The fact that BC Rich is manufacturing a signature Lita Ford Black Widow Warlock guitar is a clear show of support for her return to form.
As for the album title, it’s a no-brainer figuring it as a tip of the hat to Ford’s past. Word has it that the record label (SPV) opted for Living Like A Runaway as the title before the song had even been written, with Branded – the lead-off song – being the other and ultimately less appropriate option.
“It is a little bit of a salute to the past, yes,” says Ford. “There’s a line in the song ‘I remember when I was 17 / Riding in the back of a black limousine,’ and during The Runaways’ times we never really knew where we were going or where we were going to stay. We were in the dark a lot of the time. At the same time I had my mom and dad and my family cheering me on, always encouraging me. My mom would never ask me where I was or what I was doing or who I was with; she was always 100% supportive. And my father was the best. He’d always show up with his heavy metal horns and a six pack of Coors. It was wonderful having that support and freedom.”

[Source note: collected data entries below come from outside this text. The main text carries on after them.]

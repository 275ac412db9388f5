//! CLI command handlers
//!
//! This module contains the implementation of CLI commands,
//! bridging the clap argument parsing with the service layer.

pub mod crypt;
pub mod interactive;

pub use crypt::{
    build_context, handle_config, handle_decrypt, handle_encrypt, handle_history, handle_init,
    handle_keygen, parse_key_size,
};
pub use interactive::{prompt_request, Action, InteractiveRequest};
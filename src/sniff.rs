//! Image format detection and verification
//!
//! Built on the `image` crate. [`guess`] only looks at the leading bytes;
//! [`verify`] decodes the whole buffer, so a valid signature followed by junk
//! is rejected.

use image::{ImageFormat, ImageResult};

/// Guess the image format from the leading bytes
pub fn guess(bytes: &[u8]) -> Option<ImageFormat> {
    image::guess_format(bytes).ok()
}

/// Decode `bytes` fully and return the detected format
///
/// Fails if the format is unrecognised or the image data is corrupt.
pub fn verify(bytes: &[u8]) -> ImageResult<ImageFormat> {
    let format = image::guess_format(bytes)?;
    image::load_from_memory_with_format(bytes, format)?;
    Ok(format)
}

/// Conventional file extension for `format`, without the dot
pub fn extension(format: ImageFormat) -> &'static str {
    format.extensions_str().first().copied().unwrap_or("bin")
}

/// Short upper-case label such as `PNG` or `JPG`
pub fn label(format: ImageFormat) -> String {
    extension(format).to_uppercase()
}

/// Encode a small solid-colour image, for tests that need real image files
#[cfg(test)]
pub(crate) fn sample_image(format: ImageFormat) -> Vec<u8> {
    use std::io::Cursor;

    let img = image::RgbImage::from_pixel(8, 8, image::Rgb([200, 40, 90]));
    let mut out = Cursor::new(Vec::new());
    img.write_to(&mut out, format).unwrap();
    out.into_inner()
}

#[cfg(test)]
mod tests {
    use super::*;

    #[test]
    fn test_verify_real_images() {
        for format in [ImageFormat::Png, ImageFormat::Jpeg, ImageFormat::Bmp] {
            let bytes = sample_image(format);
            assert_eq!(verify(&bytes).unwrap(), format);
            assert_eq!(guess(&bytes), Some(format));
        }
    }

    #[test]
    fn test_verify_rejects_text_with_bmp_prefix() {
        let text = b"BMW service appointment on Tuesday";
        assert!(verify(text).is_err());
    }

    #[test]
    fn test_verify_rejects_signature_without_body() {
        let bytes = b"\x89PNG\r\n\x1a\ngarbage, no IHDR, no IDAT";
        assert_eq!(guess(bytes), Some(ImageFormat::Png));
        assert!(verify(bytes).is_err());
    }

    #[test]
    fn test_verify_rejects_truncated_image() {
        let bytes = sample_image(ImageFormat::Png);
        assert!(verify(&bytes[..bytes.len() / 2]).is_err());
    }

    #[test]
    fn test_rejects_non_images() {
        assert_eq!(guess(b""), None);
        assert_eq!(guess(b"hello world"), None);
        assert!(verify(b"%PDF-1.7").is_err());
    }

    #[test]
    fn test_extension() {
        assert_eq!(extension(ImageFormat::Jpeg), "jpg");
        assert_eq!(extension(ImageFormat::Png), "png");
        assert_eq!(label(ImageFormat::Png), "PNG");
    }
}
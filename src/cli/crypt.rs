//! Encrypt, decrypt and supporting command handlers

use std::path::Path;

use crate::audit::{recent_across_sessions, AuditLogger};
use crate::config::{resolve_key, ImgcryptPaths, Settings};
use crate::crypto::{Key, KeySize};
use crate::display;
use crate::error::{CryptError, CryptResult};
use crate::services::{CryptContext, FileCryptService, FileReport};

/// clap value parser for `--size`
pub fn parse_key_size(value: &str) -> Result<KeySize, String> {
    value
        .parse::<usize>()
        .ok()
        .and_then(KeySize::from_len)
        .ok_or_else(|| format!("key size must be 16, 24 or 32 bytes, got '{}'", value))
}

/// Resolve the key and session logger into a context for file operations
pub fn build_context(
    paths: &ImgcryptPaths,
    settings: &Settings,
    key_file: Option<&Path>,
    any_file: bool,
) -> CryptResult<CryptContext> {
    let (key, _origin) = resolve_key(settings, key_file)?;

    let mut ctx = CryptContext::new(key).require_image(settings.require_image && !any_file);
    if settings.session_log {
        ctx = ctx.with_logger(AuditLogger::for_session(&paths.log_dir())?);
    }
    Ok(ctx)
}

/// Encrypt a file and print the result
pub fn handle_encrypt(ctx: &CryptContext, path: &Path) -> CryptResult<FileReport> {
    let report = FileCryptService::new(ctx).encrypt_file(path)?;
    println!("{}", display::format_encrypted(&report));
    Ok(report)
}

/// Decrypt a file and print the result
pub fn handle_decrypt(ctx: &CryptContext, path: &Path) -> CryptResult<FileReport> {
    let report = FileCryptService::new(ctx).decrypt_file(path)?;
    println!("{}", display::format_decrypted(&report));
    Ok(report)
}

/// Print a fresh base64 key on stdout
pub fn handle_keygen(size: KeySize) -> CryptResult<()> {
    let key = Key::generate(size);
    println!("{}", key.to_base64());
    eprintln!(
        "Generated a {} key. Store it in $IMGCRYPT_KEY or a key file; it cannot be recovered.",
        size
    );
    Ok(())
}

/// Show paths, settings and where the key would come from
pub fn handle_config(
    paths: &ImgcryptPaths,
    settings: &Settings,
    key_file: Option<&Path>,
) -> CryptResult<()> {
    println!("imgcrypt Configuration");
    println!("======================");
    println!("Base directory:  {}", paths.base_dir().display());
    let written = if paths.is_initialized() {
        ""
    } else {
        " (not written yet, run 'imgcrypt init')"
    };
    println!(
        "Settings file:   {}{}",
        paths.settings_file().display(),
        written
    );
    println!("Log directory:   {}", paths.log_dir().display());
    println!();
    println!("Settings:");
    println!("  Key variable:   ${}", settings.key_env);
    match &settings.key_file {
        Some(path) => println!("  Key file:       {}", path.display()),
        None => println!("  Key file:       (none)"),
    }
    println!("  Require image:  {}", settings.require_image);
    println!("  Session log:    {}", settings.session_log);
    println!();

    match resolve_key(settings, key_file) {
        Ok((key, origin)) => println!("Key: {} from {}", key.size(), origin),
        Err(CryptError::Key(msg)) => println!("Key: unavailable ({})", msg),
        Err(e) => println!("Key: invalid ({})", e),
    }

    Ok(())
}

/// Write default settings and create directories
pub fn handle_init(paths: &ImgcryptPaths, settings: &Settings) -> CryptResult<()> {
    println!("Initializing imgcrypt at: {}", paths.base_dir().display());
    settings.save(paths)?;
    println!("Settings written to {}", paths.settings_file().display());
    println!();
    println!(
        "Set ${} to a base64 key (see 'imgcrypt keygen') before encrypting.",
        settings.key_env
    );
    Ok(())
}

/// Print the most recent session log entries
pub fn handle_history(paths: &ImgcryptPaths, limit: usize) -> CryptResult<()> {
    let entries = recent_across_sessions(&paths.log_dir(), limit)?;
    println!("{}", display::format_history(&entries));
    Ok(())
}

The album also boasts a nod to Mötley Crüe bassist and Ford’s old flame from a thousand years ago, Nikki Sixx. It wraps up with ‘A Song To Slit Your Wrists By’, originally featured on the Sixx side project 58’s lone album, Diet For A New America, issued in 2000. According to Ford there were no plans to cover the song. In fact, she wasn’t even aware the track existed.
“That’s the weirdest thing. That song actually popped up on my computer and I looked at it thinking ‘What is this? I don’t have any Nikki Sixx songs stored in my desktop.’ I listened to it and I didn’t know it. It wasn’t a Mötley Crüe song so I called Nikki and asked him what it was. He told me he wrote it for his ex-wife 15 years ago and I asked him ‘Can I have it? (laughs). He was cool with it, so I took the song to Gary and we did our version of it. I asked Nikki what he would do to the song if he had to re-do it and he mentioned giving it a Nine Inch Nails vibe, and I thought that would be bad-ass. We had to be careful with that one – don’t try this at home (laughs) – but it fit the record so perfectly that it was a given; we had to do it.”
And in spite of everything she’s been through over the last few years, Ford says she doesn’t regret her time away from the music business.
“Taking a hiatus from the music industry gave me a lot of built up animosity and aggression, and I was able to dump it out into this record. If I hadn’t disappeared for 15 years I wouldn’t have had that hunger for wanting to play again.”